Paulina Lebbos vio la última luz en su vida después de ser ahorcada a manos de un incógnito asesino. A años de distancia de su muerte, la memoria se tiñe de un sabor acre debido a que el homicidio está por prescribir.
Y no me resisto a preguntar si un crimen de hace doscientos años puede hoy pensarse que no lo fue. Paulina Lebbos probablemente esbozó alguna sonrisa a sus padres o a algún amigo en la universidad de Tucumán, en su natal Argentina. A los 23 años quizás las sonrisas también son jóvenes y tienen esa frescura que da las ilusiones por la vida.
Quizás soñó aquel día con terminar pronto la carrera de Comunicaciones y vislumbrar un cercano y amable futuro. Pero todo se fue a un pozo oscuro el 26 de febrero del 2006.
Como Paulina Lebbos, muchas mujeres en América Latina son acosadas, engañadas, vejadas, explotadas y, con menor suerte, secuestradas y asesinadas.
Así, con esa tragedia entre las manos, escucho la historia de Estela, que a sus dieciocho años ya no cree en el amor. “El amor no existe”, me dice con una expresión entre la desilusión y el rencor, “es pura ilusión”. Juan Carlos era un hombre mayor en el que encontró algo más que un romance, lo era todo para ella.
Aun sabiendo que era casado, con una coraza que fabricó con sentimientos, fantasías, y silencios que escondían vidas en conflicto, se volcó sin tregua a la pasión. El tiempo se pausaba en infinitos momentos de promesas, proyectos de dudosos éxitos. La realidad, aun siendo absurda, le cegó el inexorable hábito del calor por Juan Carlos. Un hombre de 45 años, casado, con tres hijos, pero que decía amarla, que algún día se iría a vivir con ella, que la vida con su mujer ya era imposible; un amante que se enconó en un rincón del corazón de Estela.
No existe el amor, insiste.
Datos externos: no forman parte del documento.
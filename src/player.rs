// src/player.rs

use std::sync::{
    atomic::{AtomicBool, AtomicU32, AtomicUsize, Ordering},
    Arc,
};
use std::time::Duration;

use anyhow::Context;
use cpal::traits::{DeviceTrait, HostTrait, StreamTrait};
use cpal::{SampleFormat, SizedSample, Stream, StreamConfig};
use rubato::{
    calculate_cutoff, Resampler, SincFixedIn, SincInterpolationParameters,
    SincInterpolationType, WindowFunction,
};

use crate::decoder::DecodedAudio;

struct PlayerShared {
    samples: Vec<f32>,
    playing: AtomicBool,
    frame: AtomicUsize,
    volume: AtomicU32,
}

/// In-memory mono preview playback.
///
/// The whole track is already decoded for analysis, so playback reads
/// straight out of the sample buffer instead of streaming through a decode
/// thread. Play/pause, seek, and volume are atomics shared with the output
/// callback.
pub struct PreviewPlayer {
    _stream: Stream,
    shared: Arc<PlayerShared>,
    output_sample_rate: u32,
}

impl PreviewPlayer {
    /// Opens the default output device and starts paused at position 0.
    pub fn new(audio: &DecodedAudio) -> Result<Self, anyhow::Error> {
        let host = cpal::default_host();
        let device = host
            .default_output_device()
            .context("no audio output device available")?;
        let supported = device.default_output_config()?;
        let sample_format = supported.sample_format();
        let config: StreamConfig = supported.config();
        let output_channels = config.channels as usize;
        let output_sample_rate = config.sample_rate.0;

        log::info!(
            "output device: {} ch @ {} Hz",
            output_channels,
            output_sample_rate
        );

        let samples = if audio.sample_rate == output_sample_rate {
            audio.channel_data.clone()
        } else {
            resample_mono(&audio.channel_data, audio.sample_rate, output_sample_rate)?
        };

        let shared = Arc::new(PlayerShared {
            samples,
            playing: AtomicBool::new(false),
            frame: AtomicUsize::new(0),
            volume: AtomicU32::new(1.0f32.to_bits()),
        });

        let err_fn = |err| log::error!("output stream error: {err}");
        let stream = match sample_format {
            SampleFormat::F32 => {
                build_stream::<f32>(&device, &config, shared.clone(), output_channels, err_fn)?
            }
            SampleFormat::I16 => {
                build_stream::<i16>(&device, &config, shared.clone(), output_channels, err_fn)?
            }
            SampleFormat::U16 => {
                build_stream::<u16>(&device, &config, shared.clone(), output_channels, err_fn)?
            }
            other => anyhow::bail!("unsupported sample format: {other:?}"),
        };
        stream.play()?;

        Ok(Self {
            _stream: stream,
            shared,
            output_sample_rate,
        })
    }

    pub fn duration(&self) -> Duration {
        Duration::from_secs_f64(self.shared.samples.len() as f64 / self.output_sample_rate as f64)
    }

    pub fn position(&self) -> Duration {
        let frame = self.shared.frame.load(Ordering::Relaxed) as f64;
        Duration::from_secs_f64(frame / self.output_sample_rate as f64)
    }

    pub fn play(&self) {
        self.shared.playing.store(true, Ordering::Relaxed);
    }

    pub fn pause(&self) {
        self.shared.playing.store(false, Ordering::Relaxed);
    }

    pub fn toggle(&self) {
        self.shared.playing.fetch_xor(true, Ordering::Relaxed);
    }

    pub fn is_playing(&self) -> bool {
        self.shared.playing.load(Ordering::Relaxed)
    }

    pub fn seek(&self, pos: Duration) {
        let frame = (pos.as_secs_f64() * self.output_sample_rate as f64).round() as usize;
        self.shared
            .frame
            .store(frame.min(self.shared.samples.len()), Ordering::Relaxed);
    }

    pub fn set_volume(&self, level: f32) {
        let clamped = level.clamp(0.0, 1.0);
        self.shared.volume.store(clamped.to_bits(), Ordering::Relaxed);
    }

    pub fn volume(&self) -> f32 {
        f32::from_bits(self.shared.volume.load(Ordering::Relaxed))
    }
}

fn build_stream<T>(
    device: &cpal::Device,
    config: &StreamConfig,
    shared: Arc<PlayerShared>,
    output_channels: usize,
    err_fn: fn(cpal::StreamError),
) -> Result<Stream, anyhow::Error>
where
    T: cpal::Sample + cpal::FromSample<f32> + SizedSample,
{
    device
        .build_output_stream(
            config,
            move |data: &mut [T], _: &cpal::OutputCallbackInfo| {
                let vol = f32::from_bits(shared.volume.load(Ordering::Relaxed));
                for frame_out in data.chunks_mut(output_channels) {
                    let mut s = 0.0f32;
                    if shared.playing.load(Ordering::Relaxed) {
                        let frame = shared.frame.load(Ordering::Relaxed);
                        if frame < shared.samples.len() {
                            s = shared.samples[frame] * vol;
                            shared.frame.store(frame + 1, Ordering::Relaxed);
                        } else {
                            // Ran off the end; the transport layer resets
                            // the position.
                            shared.playing.store(false, Ordering::Relaxed);
                        }
                    }
                    for out in frame_out.iter_mut() {
                        *out = T::from_sample(s);
                    }
                }
            },
            err_fn,
            None,
        )
        .map_err(Into::into)
}

/// One-shot sample-rate conversion of the whole mono buffer to the output
/// device rate.
fn resample_mono(input: &[f32], src_rate: u32, dst_rate: u32) -> Result<Vec<f32>, anyhow::Error> {
    let ratio = dst_rate as f64 / src_rate as f64;
    let sinc_len = 256usize;
    let window = WindowFunction::BlackmanHarris2;
    let params = SincInterpolationParameters {
        sinc_len,
        f_cutoff: calculate_cutoff(sinc_len, window),
        interpolation: SincInterpolationType::Linear,
        oversampling_factor: 128,
        window,
    };
    let chunk_size = 1024;
    let mut resampler = SincFixedIn::<f32>::new(ratio, 2.0, params, chunk_size, 1)?;

    let mut out = Vec::with_capacity((input.len() as f64 * ratio) as usize + chunk_size);
    let mut pos = 0usize;
    loop {
        let need = resampler.input_frames_next();
        if input.len() - pos < need {
            break;
        }
        let block = vec![input[pos..pos + need].to_vec()];
        let produced = resampler.process(&block, None)?;
        out.extend_from_slice(&produced[0]);
        pos += need;
    }
    if pos < input.len() {
        let tail = vec![input[pos..].to_vec()];
        let produced = resampler.process_partial(Some(&tail), None)?;
        out.extend_from_slice(&produced[0]);
    }
    let flushed = resampler.process_partial::<Vec<f32>>(None, None)?;
    if !flushed.is_empty() {
        out.extend_from_slice(&flushed[0]);
    }
    Ok(out)
}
Y pienso en sus palabras. “El amor tal vez es una inversión de emociones de muy dudosas ganancias, una entrega que se debe disfrutar sólo con el placer de un momento fugaz”.
Un romance sin descanso fue el que llevó a Estela romper con sus credos, librar los obstáculos sociales que podrían haber frustrado el futuro que imaginaba. “Qué más da el rechazo de mis padres, de amigos, del mundo entero; quería vivir con él, sembrar en un cielo fértil los recuerdos, sus ojos, para cosechar miradas encontradas, palabras, tiernos retoños”.
Estela salió un día de su casa, amó a Juan Carlos, y se incubó esa ilusión que prefiere no llamarla de otro modo; padeció hambre, abusos, y al final el abandono.
Un mal encuentro y una despedida le provocaron heridas de muerte en su cuello y en su frágil cuerpo; aunque despertó, era otra. Juan Carlos la despreció para siempre. Nunca vio el cielo sembrado ni las miradas encontradas: sólo un vacío y la soledad.
“Aborta, me dijo aquel día. No te quiero, ya no me sirves, te dije que te cuidaras. Es culpa tuya. Después sentí en mi abdomen los golpes del odio repentino, el amargo desengaño y la furia del que algún día dijo que me amaba.”
Los destinos de Paulina y Estela perdieron el horizonte de la ilusión y la felicidad. Paulina encontró sólo un túmulo y el páramo oscuro de la muerte; para Estela, una nueva definición trágica del amor.
“Abandoné mis recuerdos, mis nostalgias, mis mañanas azules, no coseché las miradas húmedas ni los gráciles pétalos de sol. Sólo pude imaginar un futuro, aprendí a esperar. Derroté al rencor, el odio, y dejé que el tiempo sanara mis heridas. Al fin tenía algo que sólo a mí me pertenecía, fueron nueve meses, y encontré una mirada que se unió a la mía para siempre”.